● EXERCISE DIRECTIONS: Could you restate word for word every line of the records below, from the first one to the one holding "TLS verification mode."?
Start of Block
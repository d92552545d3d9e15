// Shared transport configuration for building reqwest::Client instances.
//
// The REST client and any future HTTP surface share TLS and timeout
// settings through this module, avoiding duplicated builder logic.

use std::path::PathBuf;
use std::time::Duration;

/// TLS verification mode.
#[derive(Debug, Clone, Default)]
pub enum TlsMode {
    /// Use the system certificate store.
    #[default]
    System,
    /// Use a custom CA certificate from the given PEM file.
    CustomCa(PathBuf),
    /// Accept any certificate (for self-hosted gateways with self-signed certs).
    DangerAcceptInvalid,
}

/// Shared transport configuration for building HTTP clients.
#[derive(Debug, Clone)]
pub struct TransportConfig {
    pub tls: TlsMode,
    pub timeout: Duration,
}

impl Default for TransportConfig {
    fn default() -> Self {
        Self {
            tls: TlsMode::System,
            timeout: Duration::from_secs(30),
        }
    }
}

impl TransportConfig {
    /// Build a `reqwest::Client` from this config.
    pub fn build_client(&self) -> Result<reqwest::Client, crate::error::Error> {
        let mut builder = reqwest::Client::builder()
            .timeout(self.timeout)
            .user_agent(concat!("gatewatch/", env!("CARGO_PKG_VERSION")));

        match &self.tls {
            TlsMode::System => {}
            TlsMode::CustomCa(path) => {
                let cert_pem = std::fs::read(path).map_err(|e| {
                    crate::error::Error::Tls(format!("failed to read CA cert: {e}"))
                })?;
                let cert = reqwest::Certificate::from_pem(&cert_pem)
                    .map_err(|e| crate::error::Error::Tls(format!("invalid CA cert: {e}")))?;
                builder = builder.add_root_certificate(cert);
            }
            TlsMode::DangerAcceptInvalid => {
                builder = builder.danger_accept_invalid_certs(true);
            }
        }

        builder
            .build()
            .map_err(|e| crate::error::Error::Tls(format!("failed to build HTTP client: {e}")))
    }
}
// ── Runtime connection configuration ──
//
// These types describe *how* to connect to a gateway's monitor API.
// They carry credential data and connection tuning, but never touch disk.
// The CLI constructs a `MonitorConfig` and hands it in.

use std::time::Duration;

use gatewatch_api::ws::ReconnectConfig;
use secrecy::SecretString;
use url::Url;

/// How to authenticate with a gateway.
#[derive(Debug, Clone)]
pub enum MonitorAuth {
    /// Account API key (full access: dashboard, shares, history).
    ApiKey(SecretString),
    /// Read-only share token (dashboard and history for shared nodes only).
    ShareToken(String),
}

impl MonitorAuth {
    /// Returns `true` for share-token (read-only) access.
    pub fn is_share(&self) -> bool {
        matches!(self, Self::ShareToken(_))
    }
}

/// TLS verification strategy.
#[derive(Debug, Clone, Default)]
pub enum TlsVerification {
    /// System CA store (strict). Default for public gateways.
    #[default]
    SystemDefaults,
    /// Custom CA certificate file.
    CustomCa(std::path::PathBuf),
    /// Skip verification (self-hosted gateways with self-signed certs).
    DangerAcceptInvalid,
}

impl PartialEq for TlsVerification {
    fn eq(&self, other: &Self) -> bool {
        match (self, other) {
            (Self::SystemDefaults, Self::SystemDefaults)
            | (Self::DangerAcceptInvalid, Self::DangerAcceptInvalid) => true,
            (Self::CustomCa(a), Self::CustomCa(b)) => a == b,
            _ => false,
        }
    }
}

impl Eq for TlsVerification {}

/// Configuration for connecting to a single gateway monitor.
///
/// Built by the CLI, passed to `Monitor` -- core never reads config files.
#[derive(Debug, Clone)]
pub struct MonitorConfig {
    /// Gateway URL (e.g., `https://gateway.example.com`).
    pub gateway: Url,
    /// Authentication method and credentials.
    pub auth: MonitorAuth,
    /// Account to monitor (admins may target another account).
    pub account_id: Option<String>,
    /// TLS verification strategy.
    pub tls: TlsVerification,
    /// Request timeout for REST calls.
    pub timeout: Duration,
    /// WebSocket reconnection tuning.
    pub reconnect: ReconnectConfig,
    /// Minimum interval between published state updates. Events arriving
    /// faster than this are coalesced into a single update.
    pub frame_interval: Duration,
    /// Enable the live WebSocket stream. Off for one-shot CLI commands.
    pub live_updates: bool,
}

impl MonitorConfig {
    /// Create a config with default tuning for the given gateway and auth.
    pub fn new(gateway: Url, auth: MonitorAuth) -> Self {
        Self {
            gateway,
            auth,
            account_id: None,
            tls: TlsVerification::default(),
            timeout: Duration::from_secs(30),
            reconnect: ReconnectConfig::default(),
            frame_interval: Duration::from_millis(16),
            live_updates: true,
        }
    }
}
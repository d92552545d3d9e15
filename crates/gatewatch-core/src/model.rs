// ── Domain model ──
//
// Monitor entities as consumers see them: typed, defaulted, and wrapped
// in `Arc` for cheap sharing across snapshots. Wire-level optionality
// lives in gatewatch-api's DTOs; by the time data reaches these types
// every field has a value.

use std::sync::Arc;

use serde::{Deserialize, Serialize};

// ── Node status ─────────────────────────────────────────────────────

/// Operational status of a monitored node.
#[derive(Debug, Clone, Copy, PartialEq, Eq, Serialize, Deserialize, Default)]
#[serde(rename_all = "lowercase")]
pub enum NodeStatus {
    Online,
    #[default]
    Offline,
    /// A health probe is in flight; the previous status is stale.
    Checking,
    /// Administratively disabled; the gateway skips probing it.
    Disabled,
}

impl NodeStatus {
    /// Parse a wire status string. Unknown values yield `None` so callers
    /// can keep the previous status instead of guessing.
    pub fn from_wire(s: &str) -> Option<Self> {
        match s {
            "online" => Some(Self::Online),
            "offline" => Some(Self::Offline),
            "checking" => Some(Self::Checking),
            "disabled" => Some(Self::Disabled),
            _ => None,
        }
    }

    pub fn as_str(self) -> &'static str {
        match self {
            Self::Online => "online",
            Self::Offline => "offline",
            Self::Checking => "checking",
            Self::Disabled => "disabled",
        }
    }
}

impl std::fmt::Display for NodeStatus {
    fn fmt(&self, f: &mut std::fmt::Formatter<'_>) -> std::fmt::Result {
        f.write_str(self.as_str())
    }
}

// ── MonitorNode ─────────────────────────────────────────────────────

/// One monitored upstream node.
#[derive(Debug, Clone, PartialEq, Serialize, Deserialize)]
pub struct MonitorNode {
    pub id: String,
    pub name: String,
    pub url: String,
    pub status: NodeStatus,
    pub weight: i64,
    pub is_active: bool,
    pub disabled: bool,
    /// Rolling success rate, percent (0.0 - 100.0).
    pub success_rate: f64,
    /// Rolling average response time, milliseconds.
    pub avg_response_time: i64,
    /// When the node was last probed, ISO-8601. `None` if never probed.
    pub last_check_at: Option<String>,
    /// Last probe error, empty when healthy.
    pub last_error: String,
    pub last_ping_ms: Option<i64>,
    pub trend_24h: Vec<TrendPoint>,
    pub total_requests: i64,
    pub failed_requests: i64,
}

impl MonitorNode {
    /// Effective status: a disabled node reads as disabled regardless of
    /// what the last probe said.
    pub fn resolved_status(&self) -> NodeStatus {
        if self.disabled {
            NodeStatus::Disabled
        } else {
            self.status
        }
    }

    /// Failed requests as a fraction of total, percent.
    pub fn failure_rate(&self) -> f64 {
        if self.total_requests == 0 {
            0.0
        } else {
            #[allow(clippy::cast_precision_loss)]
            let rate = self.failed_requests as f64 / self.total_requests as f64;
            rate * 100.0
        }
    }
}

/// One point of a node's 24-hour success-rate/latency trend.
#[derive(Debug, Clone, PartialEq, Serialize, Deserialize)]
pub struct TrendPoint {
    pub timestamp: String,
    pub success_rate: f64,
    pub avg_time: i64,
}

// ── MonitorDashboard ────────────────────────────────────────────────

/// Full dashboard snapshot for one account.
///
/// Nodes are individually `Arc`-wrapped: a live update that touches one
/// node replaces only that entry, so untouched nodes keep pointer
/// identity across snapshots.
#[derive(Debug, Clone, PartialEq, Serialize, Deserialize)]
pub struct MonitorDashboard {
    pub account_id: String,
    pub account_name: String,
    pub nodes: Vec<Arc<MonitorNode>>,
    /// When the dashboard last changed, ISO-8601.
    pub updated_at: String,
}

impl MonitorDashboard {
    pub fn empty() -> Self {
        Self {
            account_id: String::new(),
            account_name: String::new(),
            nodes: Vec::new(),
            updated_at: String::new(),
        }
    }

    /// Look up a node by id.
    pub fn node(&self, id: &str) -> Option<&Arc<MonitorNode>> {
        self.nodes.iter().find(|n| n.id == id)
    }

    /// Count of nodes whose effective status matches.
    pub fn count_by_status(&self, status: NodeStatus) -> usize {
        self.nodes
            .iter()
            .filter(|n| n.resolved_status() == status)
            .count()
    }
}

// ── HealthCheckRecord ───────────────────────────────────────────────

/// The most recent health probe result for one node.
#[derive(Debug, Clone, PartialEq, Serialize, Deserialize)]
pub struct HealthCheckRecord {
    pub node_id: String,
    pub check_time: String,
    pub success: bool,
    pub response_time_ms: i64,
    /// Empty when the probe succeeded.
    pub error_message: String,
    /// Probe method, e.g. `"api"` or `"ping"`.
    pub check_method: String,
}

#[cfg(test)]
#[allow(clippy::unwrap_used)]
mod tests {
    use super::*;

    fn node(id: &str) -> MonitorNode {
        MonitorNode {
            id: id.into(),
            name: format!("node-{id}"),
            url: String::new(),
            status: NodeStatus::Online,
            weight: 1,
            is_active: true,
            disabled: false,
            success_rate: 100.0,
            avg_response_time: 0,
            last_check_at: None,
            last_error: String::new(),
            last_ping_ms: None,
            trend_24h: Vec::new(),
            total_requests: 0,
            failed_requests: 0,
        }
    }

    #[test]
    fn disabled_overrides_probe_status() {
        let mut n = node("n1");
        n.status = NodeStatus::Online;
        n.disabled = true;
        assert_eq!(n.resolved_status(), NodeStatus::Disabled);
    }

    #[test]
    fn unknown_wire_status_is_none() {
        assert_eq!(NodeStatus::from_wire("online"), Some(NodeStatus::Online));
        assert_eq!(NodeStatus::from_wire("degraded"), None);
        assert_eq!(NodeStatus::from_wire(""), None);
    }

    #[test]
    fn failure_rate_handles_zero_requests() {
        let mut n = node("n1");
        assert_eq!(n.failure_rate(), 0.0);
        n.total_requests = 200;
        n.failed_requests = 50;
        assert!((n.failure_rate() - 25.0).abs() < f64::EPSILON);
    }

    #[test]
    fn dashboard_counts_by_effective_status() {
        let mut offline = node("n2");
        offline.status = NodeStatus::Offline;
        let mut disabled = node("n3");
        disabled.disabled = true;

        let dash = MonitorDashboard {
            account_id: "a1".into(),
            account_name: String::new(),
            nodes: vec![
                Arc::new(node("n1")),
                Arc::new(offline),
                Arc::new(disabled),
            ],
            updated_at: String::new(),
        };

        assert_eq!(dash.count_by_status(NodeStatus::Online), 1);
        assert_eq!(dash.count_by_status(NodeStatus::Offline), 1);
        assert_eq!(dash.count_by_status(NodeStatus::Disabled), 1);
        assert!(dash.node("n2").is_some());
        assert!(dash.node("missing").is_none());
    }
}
End of Block
● OUTPUT FOR THIS EXERCISE:
repository d92552545d3d9e15
// Shared transport configuration for building reqwest::Client instances.
//
// The REST client and any future HTTP surface share TLS and timeout
// settings through this module, avoiding duplicated builder logic.

use std::path::PathBuf;
use std::time::Duration;

/// TLS verification mode.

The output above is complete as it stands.